The kokako (pictured here) has a unqiue birdsong (Photo: Wikimedia Commons)

It’s hard to stay mad or sad when the birds are chirping. That’s the concept, anyway, behind one California mayor’s newest idea: to pipe birdsongs through speakers along his town’s main street.

During his State of the City address, Rex Parris, mayor of Lancaster, California, explained his plans. “Pretty soon, you’ll be down there [on Lancaster Boulevard] and those speakers, you’ll be hearing bird sounds. It’ll seem like a lot of birds there. Why? Because scientists tell us that if you use bird sounds, Cortisol level drops, your feeling of security enhances. Exposure to it 15 minutes a day will make you happier people.” His scientific reference point is Julian Treasure, author, consultant, and chair of The Sound Agency.

Sure, many people connect birds singing to springtime and a reprieve from winter. And birders (myself included) typically love hearing bird tunes. But some birdsongs are definitely more appealing than others, says bird expert Kenn Kaufman. “There’s so much variation in birdsong—from beautiful, ethereal songs like those of some thrushes, to the horrible, strangled scraping of the yellow-headed blackbird,” he says. “It would be hard to generalize about birdsongs making us happy or miserable.”

Parris didn’t know which species would end up on Lancaster’s final bird mix, but apparently, he’d do well to pick carefully.
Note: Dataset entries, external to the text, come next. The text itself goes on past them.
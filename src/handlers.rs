use crate::{
    AppState,
    access::{Capability, Role},
    auth::{self, AuthUser},
    content,
    error::{AuthError, ErrorResponse, PortalError, PortalResult},
    models::{
        DashboardSummary, Folder, FolderEntry, FolderRequest, FolderView, ImageUploadResponse,
        LoginRequest, LoginResponse, Module, ModuleDetail, ModuleEntry, ModuleRequest,
        ModuleSearch, MoveRequest, ReplaceStepsRequest, SubModule, UpdateRoleRequest, User,
        UserFilter, UserProfile,
    },
    reorder::ReorderUpdate,
    repository::{ModuleFilter, Repository},
    storage::image_object_key,
};
use axum::{
    Json,
    body::Bytes,
    extract::{Path, Query, State},
    http::{HeaderMap, StatusCode, header},
};
use serde::Deserialize;
use uuid::Uuid;

/// ImageUploadParams
///
/// Query parameters of the image upload endpoint. The body is the raw image.
#[derive(Deserialize, utoipa::IntoParams)]
pub struct ImageUploadParams {
    /// Original file name; only its extension is kept.
    pub filename: String,
}

// --- Session ---

/// login
///
/// [Public Route] Password sign-in through the auth provider. An identity without a
/// portal user record is signed back out and rejected.
#[utoipa::path(
    post,
    path = "/auth/login",
    request_body = LoginRequest,
    responses(
        (status = 200, description = "Signed in", body = LoginResponse),
        (status = 401, description = "Invalid credentials", body = ErrorResponse)
    )
)]
pub async fn login(
    State(state): State<AppState>,
    Json(payload): Json<LoginRequest>,
) -> PortalResult<Json<LoginResponse>> {
    let email = payload.email.trim();
    if email.is_empty() || payload.password.is_empty() {
        return Err(PortalError::validation("email and password are required"));
    }

    let session = state.auth.sign_in_with_password(email, &payload.password).await?;

    let Some(user) = state.repo.get_user(session.user_id).await? else {
        if let Err(e) = state.auth.sign_out(&session.access_token).await {
            tracing::warn!(error = %e, "sign-out of orphan identity failed");
        }
        return Err(AuthError::UnknownUser.into());
    };

    tracing::info!(user = %user.id, role = %user.role, "login");
    Ok(Json(LoginResponse {
        access_token: session.access_token,
        refresh_token: session.refresh_token,
        expires_at: session.expires_at,
        user,
    }))
}

/// logout
///
/// [Authenticated Route] Revokes the caller's session at the auth provider. Always
/// answers 204; a failed revocation is only logged.
#[utoipa::path(
    post,
    path = "/auth/logout",
    responses((status = 204, description = "Signed out"))
)]
pub async fn logout(
    user: AuthUser,
    State(state): State<AppState>,
    headers: HeaderMap,
) -> StatusCode {
    if let Some(token) = auth::bearer_from_headers(&headers) {
        if let Err(e) = state.auth.sign_out(token).await {
            tracing::warn!(user = %user.id, error = %e, "provider sign-out failed");
        }
    }
    StatusCode::NO_CONTENT
}

/// get_me
///
/// [Authenticated Route] The caller's profile and the management entries their role
/// unlocks.
#[utoipa::path(
    get,
    path = "/me",
    responses((status = 200, description = "Profile", body = UserProfile))
)]
pub async fn get_me(user: AuthUser, State(state): State<AppState>) -> PortalResult<Json<UserProfile>> {
    let record = state
        .repo
        .get_user(user.id)
        .await?
        .ok_or(AuthError::UnknownUser)?;

    Ok(Json(UserProfile {
        id: record.id,
        email: record.email,
        role: record.role,
        role_name: record.role.display_name().to_string(),
        navigation: crate::access::NavigationLinks::for_role(record.role),
    }))
}

// --- Content (read) ---

/// get_dashboard
///
/// [Authenticated Route] Landing summary, restricted to what the caller may view.
#[utoipa::path(
    get,
    path = "/dashboard",
    responses((status = 200, description = "Dashboard", body = DashboardSummary))
)]
pub async fn get_dashboard(
    user: AuthUser,
    State(state): State<AppState>,
) -> PortalResult<Json<DashboardSummary>> {
    let folders = state.repo.list_folders().await?;
    let modules = state.repo.list_modules(ModuleFilter::All).await?;
    Ok(Json(content::dashboard(user.role, folders, modules)))
}

/// get_folders
///
/// [Authenticated Route] All folders in display order with per-folder visible module
/// counts.
#[utoipa::path(
    get,
    path = "/folders",
    responses((status = 200, description = "Folders", body = [FolderEntry]))
)]
pub async fn get_folders(
    user: AuthUser,
    State(state): State<AppState>,
) -> PortalResult<Json<Vec<FolderEntry>>> {
    let folders = state.repo.list_folders().await?;
    let modules = state.repo.list_modules(ModuleFilter::All).await?;
    Ok(Json(content::folder_entries(user.role, folders, &modules)))
}

/// get_folder
///
/// [Authenticated Route] A folder and the modules the caller may view in it.
#[utoipa::path(
    get,
    path = "/folders/{id}",
    params(("id" = Uuid, Path, description = "Folder ID"), ModuleSearch),
    responses(
        (status = 200, description = "Folder", body = FolderView),
        (status = 404, description = "Not Found", body = ErrorResponse)
    )
)]
pub async fn get_folder(
    user: AuthUser,
    State(state): State<AppState>,
    Path(id): Path<Uuid>,
    Query(query): Query<ModuleSearch>,
) -> PortalResult<Json<FolderView>> {
    let folder = state.repo.get_folder(id).await?;
    let siblings = state.repo.list_modules(ModuleFilter::Folder(Some(id))).await?;
    Ok(Json(content::folder_view(
        user.role,
        folder,
        &siblings,
        query.search.as_deref(),
    )))
}

/// get_module
///
/// [Authenticated Route] A module with its instruction steps; image paths are resolved
/// to public URLs. Modules the caller may not view answer 404.
#[utoipa::path(
    get,
    path = "/modules/{id}",
    params(("id" = Uuid, Path, description = "Module ID")),
    responses(
        (status = 200, description = "Module", body = ModuleDetail),
        (status = 404, description = "Not Found", body = ErrorResponse)
    )
)]
pub async fn get_module(
    user: AuthUser,
    State(state): State<AppState>,
    Path(id): Path<Uuid>,
) -> PortalResult<Json<ModuleDetail>> {
    let module = content::viewable_module(state.repo.as_ref(), &user, id).await?;
    let sub_modules = state.repo.get_sub_modules(id).await?;
    Ok(Json(content::module_detail(
        user.role,
        module,
        sub_modules,
        state.storage.as_ref(),
    )))
}

// --- Folder management ---

fn validate_folder_request(mut req: FolderRequest) -> PortalResult<FolderRequest> {
    req.name = req.name.trim().to_string();
    if req.name.is_empty() {
        return Err(PortalError::validation("name is required"));
    }
    req.description = req.description.filter(|d| !d.trim().is_empty());
    Ok(req)
}

/// create_folder
///
/// [Admin Route] Appends a folder at the end of the folder ordering.
#[utoipa::path(
    post,
    path = "/admin/folders",
    request_body = FolderRequest,
    responses(
        (status = 201, description = "Created", body = Folder),
        (status = 403, description = "Forbidden", body = ErrorResponse)
    )
)]
pub async fn create_folder(
    user: AuthUser,
    State(state): State<AppState>,
    Json(payload): Json<FolderRequest>,
) -> PortalResult<(StatusCode, Json<Folder>)> {
    user.require(Capability::ManageContent)?;
    let req = validate_folder_request(payload)?;
    let folder = state.repo.create_folder(req, user.id).await?;
    tracing::info!(folder = %folder.id, by = %user.id, "folder created");
    Ok((StatusCode::CREATED, Json(folder)))
}

/// update_folder
#[utoipa::path(
    put,
    path = "/admin/folders/{id}",
    params(("id" = Uuid, Path, description = "Folder ID")),
    request_body = FolderRequest,
    responses((status = 200, description = "Updated", body = Folder))
)]
pub async fn update_folder(
    user: AuthUser,
    State(state): State<AppState>,
    Path(id): Path<Uuid>,
    Json(payload): Json<FolderRequest>,
) -> PortalResult<Json<Folder>> {
    user.require(Capability::ManageContent)?;
    let req = validate_folder_request(payload)?;
    Ok(Json(state.repo.update_folder(id, req, user.id).await?))
}

/// delete_folder
///
/// [Admin Route] Removes the folder and compacts the remaining folders. Its modules
/// are left in place.
#[utoipa::path(
    delete,
    path = "/admin/folders/{id}",
    params(("id" = Uuid, Path, description = "Folder ID")),
    responses(
        (status = 204, description = "Deleted"),
        (status = 404, description = "Not Found", body = ErrorResponse)
    )
)]
pub async fn delete_folder(
    user: AuthUser,
    State(state): State<AppState>,
    Path(id): Path<Uuid>,
) -> PortalResult<StatusCode> {
    user.require(Capability::ManageContent)?;
    state.repo.delete_folder(id).await?;
    tracing::info!(folder = %id, by = %user.id, "folder deleted");
    Ok(StatusCode::NO_CONTENT)
}

/// move_folder
///
/// [Admin Route] Moves a folder one slot up or down. Returns the applied updates; an
/// empty list means the folder was already at that edge.
#[utoipa::path(
    post,
    path = "/admin/folders/{id}/move",
    params(("id" = Uuid, Path, description = "Folder ID")),
    request_body = MoveRequest,
    responses(
        (status = 200, description = "Moved", body = [ReorderUpdate]),
        (status = 409, description = "Ordering changed concurrently", body = ErrorResponse)
    )
)]
pub async fn move_folder(
    user: AuthUser,
    State(state): State<AppState>,
    Path(id): Path<Uuid>,
    Json(payload): Json<MoveRequest>,
) -> PortalResult<Json<Vec<ReorderUpdate>>> {
    user.require(Capability::ReorderContent)?;
    let updates = content::move_folder(state.repo.as_ref(), id, payload.direction).await?;
    Ok(Json(updates))
}

// --- Module management ---

async fn ensure_folder(repo: &dyn Repository, folder_id: Option<Uuid>) -> PortalResult<()> {
    let Some(folder_id) = folder_id else {
        return Ok(());
    };
    match repo.get_folder(folder_id).await {
        Ok(_) => Ok(()),
        Err(PortalError::NotFound(_)) => Err(PortalError::validation(format!(
            "folder {folder_id} does not exist"
        ))),
        Err(e) => Err(e),
    }
}

/// list_managed_modules
///
/// [Admin Route] Every module the caller may view, grouped by folder, with edit and
/// move flags for the management screen.
#[utoipa::path(
    get,
    path = "/admin/modules",
    responses((status = 200, description = "Modules", body = [ModuleEntry]))
)]
pub async fn list_managed_modules(
    user: AuthUser,
    State(state): State<AppState>,
) -> PortalResult<Json<Vec<ModuleEntry>>> {
    user.require(Capability::ManageContent)?;
    let modules = state.repo.list_modules(ModuleFilter::All).await?;
    Ok(Json(content::management_listing(user.role, &modules)))
}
To Kaufman, the kokako, what he dubs a rare native songster of New Zealand, sings the most beautiful melody. His least favorite? The great potoo of the American tropics. “[It sounds] as if it’s trying to win a vomiting contest,” Kaufman says. “I’d like to see the reactions if that sound were broadcast on Main Street.”

As a piece in the Cleveland Plain Dealer put it, “Nearly every city in North America already has a healthy population of house sparrows emitting a cacophony of mindless chatter, and would hardly require a boost from recordings to reach the desired effect.” The writer suggests songs from the nightingale wren or the three-wattled bellbird.
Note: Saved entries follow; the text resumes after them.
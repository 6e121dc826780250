use axum::{
    Router,
    extract::{FromRef, Request},
    http::HeaderName,
    middleware::{self, Next},
    response::Response,
};
use utoipa::OpenApi;
use utoipa_swagger_ui::SwaggerUi;

use tower::ServiceBuilder;
use tower_http::{
    cors::{Any, CorsLayer},
    request_id::{MakeRequestUuid, PropagateRequestIdLayer, SetRequestIdLayer},
    trace::{DefaultOnResponse, TraceLayer},
};
use tracing::{Level, Span};

// --- Module Structure ---

// Pure domain logic: no I/O.
pub mod access;
pub mod reorder;
pub mod steps;

// Data shapes, failures and the content tree built on top of them.
pub mod content;
pub mod error;
pub mod models;

// Collaborators and the HTTP surface.
pub mod auth;
pub mod config;
pub mod handlers;
pub mod repository;
pub mod session;
pub mod storage;

pub mod routes;
use auth::AuthUser;
use routes::{admin, authenticated, public};

// --- Public Re-exports ---

pub use access::{Capability, Role, RoleSet, can_access};
pub use config::AppConfig;
pub use error::{AuthError, PortalError, PortalResult};
pub use repository::{InMemoryRepository, PostgresRepository, RepositoryState};
pub use session::{AuthProviderState, SessionManager, SupabaseAuthProvider};
pub use storage::{MockStorageService, S3StorageClient, StorageState};

/// ApiDoc
///
/// OpenAPI document for every routed handler, served at `/api-docs/openapi.json`.
#[derive(OpenApi)]
#[openapi(
    paths(
        handlers::login, handlers::logout, handlers::get_me, handlers::get_dashboard,
        handlers::get_folders, handlers::get_folder, handlers::get_module,
        handlers::create_folder, handlers::update_folder, handlers::delete_folder,
        handlers::move_folder, handlers::list_managed_modules, handlers::create_module,
        handlers::update_module, handlers::delete_module, handlers::replace_steps,
        handlers::move_module, handlers::upload_image, handlers::list_users,
        handlers::update_user_role
    ),
    components(
        schemas(
            access::Role, access::NavigationLinks, reorder::Direction, reorder::Position,
            reorder::ReorderUpdate, models::User, models::Folder, models::Module,
            models::Step, models::SubModule, models::FolderRequest, models::ModuleRequest,
            models::ReplaceStepsRequest, models::MoveRequest, models::UpdateRoleRequest,
            models::LoginRequest, models::LoginResponse, models::UserProfile,
            models::ModuleEntry, models::FolderEntry, models::FolderView, models::StepView,
            models::SubModuleView, models::ModuleDetail, models::DashboardSummary,
            models::ImageUploadResponse, error::ErrorResponse,
        )
    ),
    tags(
        (name = "training-portal", description = "Role-gated training content API")
    )
)]
pub struct ApiDoc;

/// AppState
///
/// The shared state of every request: the three collaborators and the configuration.
#[derive(Clone)]
pub struct AppState {
    pub repo: RepositoryState,
    pub storage: StorageState,
    /// Auth provider used by login/logout. Token validation itself is local (JWT).
    pub auth: AuthProviderState,
    pub config: AppConfig,
}

// --- Axum FromRef Extractor Implementations ---

impl FromRef<AppState> for RepositoryState {
    fn from_ref(app_state: &AppState) -> RepositoryState {
        app_state.repo.clone()
    }
}

impl FromRef<AppState> for StorageState {
    fn from_ref(app_state: &AppState) -> StorageState {
        app_state.storage.clone()
    }
}

impl FromRef<AppState> for AuthProviderState {
    fn from_ref(app_state: &AppState) -> AuthProviderState {
        app_state.auth.clone()
    }
}

impl FromRef<AppState> for AppConfig {
    fn from_ref(app_state: &AppState) -> AppConfig {
        app_state.config.clone()
    }
}

/// auth_middleware
///
/// Rejects the request unless `AuthUser` can be extracted from it. The extractor's
/// rejection (`PortalError::Auth`) becomes the response, so an expired token reaches
/// the client as `session_expired`.
async fn auth_middleware(_auth_user: AuthUser, request: Request, next: Next) -> Response {
    next.run(request).await
}

/// create_router
///
/// Assembles the routers, the auth layer, and the observability stack.
pub fn create_router(state: AppState) -> Router {
    let cors = CorsLayer::new()
        .allow_methods(Any)
        .allow_origin(Any)
        .allow_headers(Any);

    let x_request_id = HeaderName::from_static("x-request-id");

    let base_router = Router::new()
        .merge(SwaggerUi::new("/swagger-ui").url("/api-docs/openapi.json", ApiDoc::openapi()))
        .merge(public::public_routes())
        .merge(
            authenticated::authenticated_routes().route_layer(middleware::from_fn_with_state(
                state.clone(),
                auth_middleware,
            )),
        )
        .nest(
            "/admin",
            admin::admin_routes().route_layer(middleware::from_fn_with_state(
                state.clone(),
                auth_middleware,
            )),
        )
        .with_state(state);

    base_router
        .layer(
            ServiceBuilder::new()
                // Outermost: every request gets an id before the span is opened.
                .layer(SetRequestIdLayer::new(x_request_id.clone(), MakeRequestUuid))
                .layer(
                    TraceLayer::new_for_http()
                        .make_span_with(trace_span_logger)
                        .on_response(
                            DefaultOnResponse::new()
                                .level(Level::INFO)
                                .latency_unit(tower_http::LatencyUnit::Millis),
                        ),
                )
                .layer(PropagateRequestIdLayer::new(x_request_id)),
        )
        .layer(cors)
}

/// trace_span_logger
///
/// Opens the per-request span, tagged with the `x-request-id` so every log line of a
/// request can be correlated.
fn trace_span_logger(request: &axum::http::Request<axum::body::Body>) -> Span {
    let request_id = request
        .headers()
        .get("x-request-id")
        .and_then(|value| value.to_str().ok())
        .unwrap_or("unknown");

    tracing::info_span!(
        "http_request",
        method = ?request.method(),
        uri = ?request.uri(),
        req_id = %request_id,
    )
}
For his part, Parris—whose town of 145,000 sits an hour north of Los Angeles—stands by his idea: “A lot of people think it’s foolish,” Parris says. “Part of leadership is being able to bear the laughter. Most great innovations were laughed at. This is not nonsense. This is absolutely robust science.” If the songs-on-the-boulevard concept works, the mayor plans to bring it to his town’s schools and prison. Believe it or not, he’s not the only person to use birdsongs for good. According to blogger Roger Lederer, a retired biological sciences professor, therapists in England have used the tunes of feathered flier to calm down anxious children, and a British radio station is playing birdsongs 18 hours a day. Maybe Parris is onto something after all.